→ Task instructions: The records should be copied out again with no alteration.

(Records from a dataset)
=== Section Start ===

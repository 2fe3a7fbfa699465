//! Internationalization for the bilingual site
//!
//! Two pure operations over immutable tables:
//!
//! - **Locale resolution**: the first path segment of a URL selects the
//!   locale when it names a served locale; anything else resolves to the
//!   default locale. Resolution never fails.
//! - **Translation**: a [`Translator`] bound to one locale looks a message key
//!   up in that locale's catalog and falls back to the default locale's
//!   catalog.
//!
//! The site's own tables are available as [`LANGUAGES`] and [`UI`];
//! [`LocaleTable`] and [`StringTable`] can also be built from settings.
//!
//! ```
//! use bilingual_i18n::{get_lang_from_url, use_translations};
//!
//! let lang = get_lang_from_url("/he/products");
//! let t = use_translations(lang);
//! assert_eq!(t.t("nav.products"), "המוצרים שלי");
//! ```

mod builtin;
pub mod catalog;
pub mod error;
pub mod locale;
pub mod translator;

pub use builtin::{DEFAULT_LANG, LANGUAGES, UI, get_lang_from_url, use_translations};
pub use catalog::{MessageCatalog, StringTable};
pub use error::{I18nError, I18nResult};
pub use locale::{Locale, LocaleTable, TextDirection};
pub use translator::{MissingKeyPolicy, Translator};
//! Opaque RGB colors written as CSS hex strings

use std::fmt;
use std::str::FromStr;

use serde::{Deserialize, Deserializer, Serialize, Serializer};

use crate::error::ThemeError;

/// RGB color (opaque).
///
/// Parses `#rgb` and `#rrggbb` (either case) and always renders as
/// lowercase `#rrggbb`.
///
/// # Examples
///
/// ```
/// use bilingual_theme::Rgb;
///
/// let accent: Rgb = "#D28885".parse().unwrap();
/// assert_eq!(accent, Rgb::new(0xd2, 0x88, 0x85));
/// assert_eq!(accent.to_string(), "#d28885");
///
/// let grey: Rgb = "#ccc".parse().unwrap();
/// assert_eq!(grey.to_string(), "#cccccc");
/// ```
#[derive(Debug, Clone, Copy, PartialEq, Eq, Hash)]
pub struct Rgb {
	/// Red channel
	pub r: u8,
	/// Green channel
	pub g: u8,
	/// Blue channel
	pub b: u8,
}

impl Rgb {
	/// Create a color from its channels
	pub const fn new(r: u8, g: u8, b: u8) -> Self {
		Self { r, g, b }
	}

	/// Relative luminance per WCAG 2.x, in `0.0..=1.0`.
	pub fn relative_luminance(self) -> f64 {
		fn channel(c: u8) -> f64 {
			let c = f64::from(c) / 255.0;
			if c <= 0.039_28 {
				c / 12.92
			} else {
				((c + 0.055) / 1.055).powf(2.4)
			}
		}
		0.2126 * channel(self.r) + 0.7152 * channel(self.g) + 0.0722 * channel(self.b)
	}

	/// WCAG contrast ratio against `other`, in `1.0..=21.0`.
	pub fn contrast_ratio(self, other: Rgb) -> f64 {
		let (a, b) = (self.relative_luminance(), other.relative_luminance());
		let (lighter, darker) = if a >= b { (a, b) } else { (b, a) };
		(lighter + 0.05) / (darker + 0.05)
	}
}

impl FromStr for Rgb {
	type Err = ThemeError;

	fn from_str(s: &str) -> Result<Self, Self::Err> {
		let invalid = || ThemeError::InvalidColor(s.to_string());
		let hex = s.strip_prefix('#').ok_or_else(invalid)?;
		if !hex.chars().all(|c| c.is_ascii_hexdigit()) {
			return Err(invalid());
		}

		let digit = |i: usize| u8::from_str_radix(&hex[i..=i], 16).map_err(|_| invalid());
		let pair = |i: usize| u8::from_str_radix(&hex[i..i + 2], 16).map_err(|_| invalid());

		match hex.len() {
			3 => Ok(Self::new(digit(0)? * 17, digit(1)? * 17, digit(2)? * 17)),
			6 => Ok(Self::new(pair(0)?, pair(2)?, pair(4)?)),
			_ => Err(invalid()),
		}
	}
}

impl fmt::Display for Rgb {
	fn fmt(&self, f: &mut fmt::Formatter<'_>) -> fmt::Result {
		write!(f, "#{:02x}{:02x}{:02x}", self.r, self.g, self.b)
	}
}

impl Serialize for Rgb {
	fn serialize<S: Serializer>(&self, serializer: S) -> Result<S::Ok, S::Error> {
		serializer.collect_str(self)
	}
}

impl<'de> Deserialize<'de> for Rgb {
	fn deserialize<D: Deserializer<'de>>(deserializer: D) -> Result<Self, D::Error> {
		let raw = String::deserialize(deserializer)?;
		raw.parse().map_err(serde::de::Error::custom)
	}
}

#[cfg(test)]
mod tests {
	use super::*;
	use rstest::rstest;

	#[rstest]
	#[case("#f8f5f1", Rgb::new(0xf8, 0xf5, 0xf1))]
	#[case("#333333", Rgb::new(0x33, 0x33, 0x33))]
	#[case("#333", Rgb::new(0x33, 0x33, 0x33))]
	#[case("#C3766E", Rgb::new(0xc3, 0x76, 0x6e))]
	fn test_parse(#[case] raw: &str, #[case] expected: Rgb) {
		assert_eq!(raw.parse::<Rgb>().unwrap(), expected);
	}

	#[rstest]
	#[case("")]
	#[case("f8f5f1")]
	#[case("#f8f5f")]
	#[case("#f8f5f1ff")]
	#[case("#gggggg")]
	#[case("#+1+1+1")]
	#[case("#ééé")]
	fn test_parse_rejects(#[case] raw: &str) {
		assert!(matches!(raw.parse::<Rgb>(), Err(ThemeError::InvalidColor(_))));
	}

	#[rstest]
	fn test_contrast_ratio_bounds() {
		let black = Rgb::new(0, 0, 0);
		let white = Rgb::new(255, 255, 255);
		assert!((black.contrast_ratio(white) - 21.0).abs() < 1e-9);
		assert!((white.contrast_ratio(white) - 1.0).abs() < 1e-9);
	}

	#[rstest]
	fn test_serde_as_hex_string() {
		let json = serde_json::to_string(&Rgb::new(0xd0, 0xcf, 0xc8)).unwrap();
		assert_eq!(json, "\"#d0cfc8\"");

		let parsed: Rgb = serde_json::from_str("\"#CCC\"").unwrap();
		assert_eq!(parsed, Rgb::new(0xcc, 0xcc, 0xcc));

		assert!(serde_json::from_str::<Rgb>("\"red\"").is_err());
	}
}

=== Section End ===

→ Task answer:
repository 2fe3a7fbfa699465
//! Internationalization for the bilingual site
//!
//! Two pure operations over immutable tables:
//!
//! - **Locale resolution**: the first path segment of a URL selects the
//!   locale when it names a served locale; anything else resolves to the
//!   default locale. Resolution never fails.
//! - **Translation**: a [`Translator`] bound to one locale looks a message key
//!   up in that locale's catalog and falls back to the default locale's
//!   catalog.
//!
//! The site's own tables are available as [`LANGUAGES`] and [`UI`];
//! [`LocaleTable`] and [`StringTable`] can also be built from settings.
//!
//! ```
//! use bilingual_i18n::{get_lang_from_url, use_translations};
//!
//! let lang = get_lang_from_url("/he/products");
//! let t = use_translations(lang);
//! assert_eq!(t.t("nav.products"), "המוצרים שלי");
//! ```

mod builtin;
pub mod catalog;
pub mod error;
pub mod locale;
pub mod translator;

pub use builtin::{DEFAULT_LANG, LANGUAGES, UI, get_lang_from_url, use_translations};
pub use catalog::{MessageCatalog, StringTable};
pub use error::{I18nError, I18nResult};
pub use locale::{Locale, LocaleTable, TextDirection};
pub use translator::{MissingKeyPolicy, Translator};
//! Opaque RGB colors written as CSS hex strings

use std::fmt;
use std::str::FromStr;

use serde::{Deserialize, Deserializer, Serialize, Serializer};

use crate::error::ThemeError;

/// RGB color (opaque).
///
/// Parses `#rgb` and `#rrggbb` (either case) and always renders as
/// lowercase `#rrggbb`.
///
/// # Examples
///
/// ```
/// use bilingual_theme::Rgb;
///
/// let accent: Rgb = "#D28885".parse().unwrap();
/// assert_eq!(accent, Rgb::new(0xd2, 0x88, 0x85));
/// assert_eq!(accent.to_string(), "#d28885");
///
/// let grey: Rgb = "#ccc".parse().unwrap();
/// assert_eq!(grey.to_string(), "#cccccc");
/// ```
#[derive(Debug, Clone, Copy, PartialEq, Eq, Hash)]
pub struct Rgb {
	/// Red channel
	pub r: u8,
	/// Green channel
	pub g: u8,
	/// Blue channel
	pub b: u8,
}

impl Rgb {
	/// Create a color from its channels
	pub const fn new(r: u8, g: u8, b: u8) -> Self {
		Self { r, g, b }
	}

	/// Relative luminance per WCAG 2.x, in `0.0..=1.0`.
	pub fn relative_luminance(self) -> f64 {
		fn channel(c: u8) -> f64 {
			let c = f64::from(c) / 255.0;
			if c <= 0.039_28 {
				c / 12.92
			} else {
				((c + 0.055) / 1.055).powf(2.4)
			}
		}
		0.2126 * channel(self.r) + 0.7152 * channel(self.g) + 0.0722 * channel(self.b)
	}

	/// WCAG contrast ratio against `other`, in `1.0..=21.0`.
	pub fn contrast_ratio(self, other: Rgb) -> f64 {
		let (a, b) = (self.relative_luminance(), other.relative_luminance());
		let (lighter, darker) = if a >= b { (a, b) } else { (b, a) };
		(lighter + 0.05) / (darker + 0.05)
	}
}

impl FromStr for Rgb {
	type Err = ThemeError;

	fn from_str(s: &str) -> Result<Self, Self::Err> {
		let invalid = || ThemeError::InvalidColor(s.to_string());
		let hex = s.strip_prefix('#').ok_or_else(invalid)?;
		if !hex.chars().all(|c| c.is_ascii_hexdigit()) {
			return Err(invalid());
		}

		let digit = |i: usize| u8::from_str_radix(&hex[i..=i], 16).map_err(|_| invalid());
		let pair = |i: usize| u8::from_str_radix(&hex[i..i + 2], 16).map_err(|_| invalid());

		match hex.len() {
			3 => Ok(Self::new(digit(0)? * 17, digit(1)? * 17, digit(2)? * 17)),
			6 => Ok(Self::new(pair(0)?, pair(2)?, pair(4)?)),
			_ => Err(invalid()),
		}
	}
}

impl fmt::Display for Rgb {
	fn fmt(&self, f: &mut fmt::Formatter<'_>) -> fmt::Result {
		write!(f, "#{:02x}{:02x}{:02x}", self.r, self.g, self.b)
	}
}

impl Serialize for Rgb {
	fn serialize<S: Serializer>(&self, serializer: S) -> Result<S::Ok, S::Error> {
		serializer.collect_str(self)
	}
}

impl<'de> Deserialize<'de> for Rgb {
	fn deserialize<D: Deserializer<'de>>(deserializer: D) -> Result<Self, D::Error> {
		let raw = String::deserialize(deserializer)?;
		raw.parse().map_err(serde::de::Error::custom)
	}
}

#[cfg(test)]
mod tests {
	use super::*;
	use rstest::rstest;

	#[rstest]
	#[case("#f8f5f1", Rgb::new(0xf8, 0xf5, 0xf1))]
	#[case("#333333", Rgb::new(0x33, 0x33, 0x33))]
	#[case("#333", Rgb::new(0x33, 0x33, 0x33))]
	#[case("#C3766E", Rgb::new(0xc3, 0x76, 0x6e))]
	fn test_parse(#[case] raw: &str, #[case] expected: Rgb) {
		assert_eq!(raw.parse::<Rgb>().unwrap(), expected);
	}

	#[rstest]
	#[case("")]
	#[case("f8f5f1")]
	#[case("#f8f5f")]
	#[case("#f8f5f1ff")]
	#[case("#gggggg")]
	#[case("#+1+1+1")]
	#[case("#ééé")]
	fn test_parse_rejects(#[case] raw: &str) {
		assert!(matches!(raw.parse::<Rgb>(), Err(ThemeError::InvalidColor(_))));
	}

	#[rstest]
	fn test_contrast_ratio_bounds() {
		let black = Rgb::new(0, 0, 0);
		let white = Rgb::new(255, 255, 255);
		assert!((black.contrast_ratio(white) - 21.0).abs() < 1e-9);
		assert!((white.contrast_ratio(white) - 1.0).abs() < 1e-9);
	}

	#[rstest]
	fn test_serde_as_hex_string() {
		let json = serde_json::to_string(&Rgb::new(0xd0, 0xcf, 0xc8)).unwrap();
		assert_eq!(json, "\"#d0cfc8\"");

		let parsed: Rgb = serde_json::from_str("\"#CCC\"").unwrap();
		assert_eq!(parsed, Rgb::new(0xcc, 0xcc, 0xcc));

		assert!(serde_json::from_str::<Rgb>("\"red\"").is_err());
	}
}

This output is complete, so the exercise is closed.